𝗗𝗼𝗰𝘂𝗺𝗲𝗻𝘁𝗮𝘁𝗶𝗼𝗻 𝗜𝘀 𝗔 𝗙𝗲𝗮𝘁𝘂𝗿𝗲
Documentation is not separate from your product. It is part of the product.
Many developers follow a flawed pattern:
- Build the feature.
- Test the feature.
- Ship the feature.
- Document the feature.
Users do not experience your code. They experience your interface, your workflows, and your documentation. To a user, documentation is a feature.
Creators neglect documentation because they already understand the product. You know why you made certain decisions. You know how the API works. You know the shortcuts.
The user does not. What feels obvious to you feels mysterious to them.
Treat repeated questions as documentation debt. If people ask the same question twice, you have a problem. Either your product is confusing or your docs are incomplete. Sometimes you need to fix the API. Often, you need to fix the docs.
Good documentation reduces friction.
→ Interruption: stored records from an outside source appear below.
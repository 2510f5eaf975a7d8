use healthdash_core::{AlertPriority, DashboardReport, DoseState, NextDose};
use serde_json::json;

use crate::common::{print_json, CliResult, Globals};

fn badge_label(badge: Option<DoseState>) -> &'static str {
    match badge {
        Some(DoseState::Taken) => "taken",
        Some(DoseState::Missed) => "missed",
        Some(DoseState::Pending) => "pending",
        None => "-",
    }
}

fn priority_label(priority: AlertPriority) -> &'static str {
    match priority {
        AlertPriority::High => "high",
        AlertPriority::Medium => "medium",
        AlertPriority::Low => "low",
    }
}

fn next_line(next: &NextDose) -> String {
    let when = if next.tomorrow { "tomorrow " } else { "" };
    format!(
        "{} at {}{} in {} ({})",
        next.slot.label,
        when,
        next.slot.time_of_day.format("%H:%M"),
        next.eta,
        next.pending_supplements.join(", ")
    )
}

fn print_summary(report: &DashboardReport) {
    println!("Healthdash  {}", report.now.format("%Y-%m-%d %H:%M"));
    if let Some(current) = report
        .current_slot
        .as_deref()
        .and_then(|key| report.slots.iter().find(|s| s.key == key))
    {
        println!("Current slot: {}", current.label);
    }
    println!();

    for slot in &report.slots {
        let marker = if slot.active { "*" } else { " " };
        println!(
            "{marker} {}  {:<26} {}",
            slot.time_of_day.format("%H:%M"),
            slot.label,
            badge_label(slot.badge)
        );
    }
    println!();

    println!(
        "Today:   {}/{} ({}%)",
        report.daily.taken, report.daily.total, report.daily.percentage
    );
    println!(
        "Week:    {}/{} ({}%)",
        report.weekly.taken, report.weekly.total, report.weekly.percentage
    );
    println!("Streak:  {} days", report.streak);
    if let Some(phase) = &report.phase {
        println!(
            "Phase:   {}, {}% ({} days left)",
            phase.name, phase.progress_pct, phase.days_remaining
        );
    }
    if let Some(next) = &report.next_dose {
        println!("Next:    {}", next_line(next));
    }

    if !report.alerts.is_empty() {
        println!();
        println!("Alerts:");
        for alert in &report.alerts {
            println!("  [{}] {}", priority_label(alert.priority), alert.message);
        }
    }
    if !report.insights.is_empty() {
        println!();
        println!("Insights:");
        for insight in &report.insights {
            println!("  - {insight}");
        }
    }
}

pub fn run(globals: &Globals, json: bool) -> CliResult {
    let report = globals.context()?.report();
    if json {
        return print_json(&report);
    }
    print_summary(&report);
    Ok(())
}

pub fn alerts(globals: &Globals) -> CliResult {
    let report = globals.context()?.report();
    print_json(&report.alerts)
}

pub fn next(globals: &Globals, json: bool) -> CliResult {
    let report = globals.context()?.report();
    match (&report.next_dose, json) {
        (next, true) => print_json(next),
        (Some(next), false) => {
            println!("{}", next_line(next));
            Ok(())
        }
        (None, false) => {
            println!("no doses scheduled");
            Ok(())
        }
    }
}

pub fn insights(globals: &Globals) -> CliResult {
    let report = globals.context()?.report();
    print_json(&json!({
        "insights": report.insights,
        "trends": report.trends,
    }))
}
It answers these questions quickly:
- What is this?
- Why should I use it?
- How do I start?
- What is the best approach?
- What is a simple example?
The goal is not completeness. The goal is momentum.
Great documentation teaches patterns and intent. It explains why a framework works a certain way. This makes users more effective.
Documentation impacts your business in quiet ways:
- Adoption rates.
- Onboarding speed.
- Support costs.
- Community growth.
- Developer experience.
You cannot see the impact of good docs easily. You notice the absence of bad docs immediately.
Remember that documentation is also for you. It preserves your knowledge for future versions of yourself. It records decisions so you do not have to rediscover answers months later.
Product quality and documentation quality are linked.
- Confusing software needs more documentation.
- Clear software needs less.
- Good documentation reveals bad design.
Stop treating documentation as an afterthought. Use it to force clarity. Clarity improves your design. Improved design improves your product.